Members of the human rights compensation claims board, for instance, are scheduled to be in Southern Mindanao for three days in August this year to receive affidavits and applications of victims.
“But Southern Mindanao is such a wide area that martial law survivors coming from far-flung and mountainous areas in [the provinces of] Compostela Valley, Davao del Norte and Davao del Sur may have a hard time coming,” Salino said.
“Most of the martial law victims are old and poor,” she said. “They live very far; they cannot just easily go out of their house to go to the city. Sometimes, they still needed to borrow money for their fare,” she added.
She said the long list of documents that were required was enough to intimidate victims.
“They will be required to put in writing a statement of what they’d gone through, and to have the statement notarized,” she said.
“But after that, they have to get at least two witnesses to testify that they were with her and two more disinterested parties to testify, and have all these statements notarized. How are they going to spend for that?” she added.
Top leaders of Selda also questioned before the Supreme Court the composition of the human rights compensation board itself, which is now headed by a security force closely identified with the Marcos dictatorship.
“I thought the most difficult part was telling the story,” said Erlin Adaro Abayon, a former political detainee who labored over her statement for hours, recalling the actual dates and places of her detention.
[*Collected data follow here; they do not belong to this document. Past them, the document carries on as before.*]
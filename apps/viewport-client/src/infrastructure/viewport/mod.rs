//! Viewport Stream Adapters
//!
//! Implements the live viewport streaming client:
//!
//! - **Codec**: JSON commands and events of the rendering process API
//! - **Manager**: Connection state machine with fixed-delay reconnects
//! - **Transport / Timer**: Tokio adapters for the application ports
//! - **Client**: The caller-facing handle and its event loop

pub mod client;
pub mod codec;
pub mod manager;
pub mod messages;
pub mod reconnect;
pub mod timer;
pub mod transport;

pub use client::ViewportClient;
pub use codec::{CodecError, ProtocolCodec};
pub use manager::ConnectionManager;
pub use messages::*;
pub use reconnect::{ReconnectConfig, ReconnectPolicy};
pub use timer::TokioTimerScheduler;
pub use transport::WsTransport;
//! Viewport Client
//!
//! The handle the editor holds for one viewport panel. It spawns a single
//! event loop task that owns the [`ConnectionManager`] and feeds it caller
//! commands, socket events and timer expiries one at a time.
//!
//! # Example
//!
//! ```rust,no_run
//! use viewport_client::{ClientConfig, ViewportClient};
//!
//! async fn example() -> Result<(), viewport_client::ClientError> {
//!     let client = ViewportClient::spawn(ClientConfig::default());
//!     client.start().await?;
//!
//!     let mut snapshots = client.subscribe();
//!     while snapshots.changed().await.is_ok() {
//!         let snapshot = snapshots.borrow_and_update().clone();
//!         println!("{}", snapshot.status_text());
//!     }
//!
//!     client.shutdown().await;
//!     Ok(())
//! }
//! ```

use tokio::sync::{mpsc, oneshot, watch};
use tokio::task::JoinHandle;
use tokio_util::sync::CancellationToken;

use super::manager::ConnectionManager;
use super::timer::TokioTimerScheduler;
use super::transport::WsTransport;
use crate::ClientConfig;
use crate::application::ports::{TimerId, TransportEvent};
use crate::application::services::FrameSink;
use crate::domain::connection::{ClientError, ConnectionState};
use crate::domain::frame::ViewportSnapshot;

/// Capacity of the socket event channel.
const SOCKET_EVENT_CAPACITY: usize = 64;

/// Capacity of the command and timer channels.
const CONTROL_CAPACITY: usize = 8;

/// Requests from the handle to the event loop.
#[derive(Debug)]
enum Command {
    Start(oneshot::Sender<Result<(), ClientError>>),
    Stop(oneshot::Sender<()>),
}

/// Handle to a running viewport stream client.
///
/// Dropping the handle tears the client down.
#[derive(Debug)]
pub struct ViewportClient {
    commands: mpsc::Sender<Command>,
    snapshots: watch::Receiver<ViewportSnapshot>,
    shutdown: CancellationToken,
    task: Option<JoinHandle<()>>,
}

impl ViewportClient {
    /// Create a client and spawn its event loop. The client stays
    /// `Disconnected` until [`ViewportClient::start`] is called.
    ///
    /// # Panics
    ///
    /// Panics if called outside a Tokio runtime.
    #[must_use]
    pub fn spawn(config: ClientConfig) -> Self {
        let (command_tx, command_rx) = mpsc::channel(CONTROL_CAPACITY);
        let (socket_tx, socket_rx) = mpsc::channel(SOCKET_EVENT_CAPACITY);
        let (timer_tx, timer_rx) = mpsc::channel(CONTROL_CAPACITY);

        let sink = FrameSink::new();
        let snapshots = sink.subscribe();
        let manager = ConnectionManager::new(
            &config,
            WsTransport::new(socket_tx),
            TokioTimerScheduler::new(timer_tx),
            sink,
        );

        let shutdown = CancellationToken::new();
        let task = tokio::spawn(run_event_loop(
            manager,
            command_rx,
            socket_rx,
            timer_rx,
            shutdown.clone(),
        ));

        Self {
            commands: command_tx,
            snapshots,
            shutdown,
            task: Some(task),
        }
    }

    /// Start streaming.
    ///
    /// # Errors
    ///
    /// Returns [`ClientError::AlreadyClosed`] if the client has been stopped.
    pub async fn start(&self) -> Result<(), ClientError> {
        let (reply_tx, reply_rx) = oneshot::channel();
        self.commands
            .send(Command::Start(reply_tx))
            .await
            .map_err(|_| ClientError::AlreadyClosed)?;
        reply_rx.await.unwrap_or(Err(ClientError::AlreadyClosed))
    }

    /// Stop streaming and release the socket and any pending timer.
    ///
    /// Idempotent; returns once the client is `Closed`.
    pub async fn stop(&self) {
        let (reply_tx, reply_rx) = oneshot::channel();
        if self.commands.send(Command::Stop(reply_tx)).await.is_ok() {
            let _ = reply_rx.await;
        }
    }

    /// Stop the client and wait for its event loop to finish.
    pub async fn shutdown(mut self) {
        self.stop().await;
        if let Some(task) = self.task.take()
            && let Err(e) = task.await
        {
            tracing::error!(error = %e, "Viewport event loop panicked");
        }
    }

    /// Subscribe to snapshot changes.
    #[must_use]
    pub fn subscribe(&self) -> watch::Receiver<ViewportSnapshot> {
        self.snapshots.clone()
    }

    /// Latest snapshot.
    #[must_use]
    pub fn snapshot(&self) -> ViewportSnapshot {
        self.snapshots.borrow().clone()
    }

    /// Current connection state.
    #[must_use]
    pub fn state(&self) -> ConnectionState {
        self.snapshots.borrow().state
    }
}

impl Drop for ViewportClient {
    fn drop(&mut self) {
        self.shutdown.cancel();
    }
}

/// Serialize every input to the manager until it reaches `Closed`.
async fn run_event_loop(
    mut manager: ConnectionManager<WsTransport, TokioTimerScheduler>,
    mut commands: mpsc::Receiver<Command>,
    mut socket_events: mpsc::Receiver<TransportEvent>,
    mut timer_events: mpsc::Receiver<TimerId>,
    shutdown: CancellationToken,
) {
    tracing::debug!("Viewport event loop started");

    loop {
        tokio::select! {
            biased;
            () = shutdown.cancelled() => {
                tracing::debug!("Viewport client handle dropped");
                manager.stop();
            }
            command = commands.recv() => match command {
                Some(Command::Start(reply)) => {
                    let _ = reply.send(manager.start());
                }
                Some(Command::Stop(reply)) => {
                    manager.stop();
                    let _ = reply.send(());
                }
                None => manager.stop(),
            },
            Some(event) = socket_events.recv() => manager.handle_transport_event(event),
            Some(id) = timer_events.recv() => manager.handle_timer(id),
        }

        if manager.state() == ConnectionState::Closed {
            break;
        }
    }

    tracing::debug!("Viewport event loop finished");
}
“But when I was done, I realized the more difficult part was where to find the witnesses of what I went through,” she added.
“It’s very difficult because some of the witnesses are already dead, others are already living very far. You have to spend and travel before you can find them,” Salino said.
“A long time has elapsed from the time the human rights violations were committed, and people are no longer around, most of them have retired,” she added.
Salino tried to secure a testimony from the head of the custodial unit responsible for her detention in the Camp Domingo Leonor barracks in 1971, but the man refused. “Either he wanted money or he was afraid because signing it might make him liable,” she said.
“Under the law, he can spend as long as 10 years in prison if proven to have violated human rights,” she added.
Abayon said she was picked up for a second time and arrested in Manukan, Zamboanga del Sur province, in 1983 but there was nobody who can testify for her.
“There were so many people, but I don’t know any of them, how can I get them to testify?” she said.
As a former church worker during martial law, she said her only hope would be the testimony of Archbishop Fernando Capalla, who once visited her in jail.
As Selda calls on more martial law survivors to come out to have their names listed as claimants, Rowena is already nowhere to be found.
When she talked to other compensation claimants in February, she was desperately looking for money to have her bones checked. Faced with mounting debts, she said she had been avoiding her old house to avoid her creditors.
Salino said Selda would demand that the board extend its stay in each area to accommodate all compensation claimants.
She said the board members should spend at least three days in Davao City and also three days each in Compostela Valley and other provinces.
“They have to cover Southern Mindanao in one to two weeks,” she said. “If they stick to their schedule, the only claimants they will cover will be those who already received compensation from the Hawaii court.”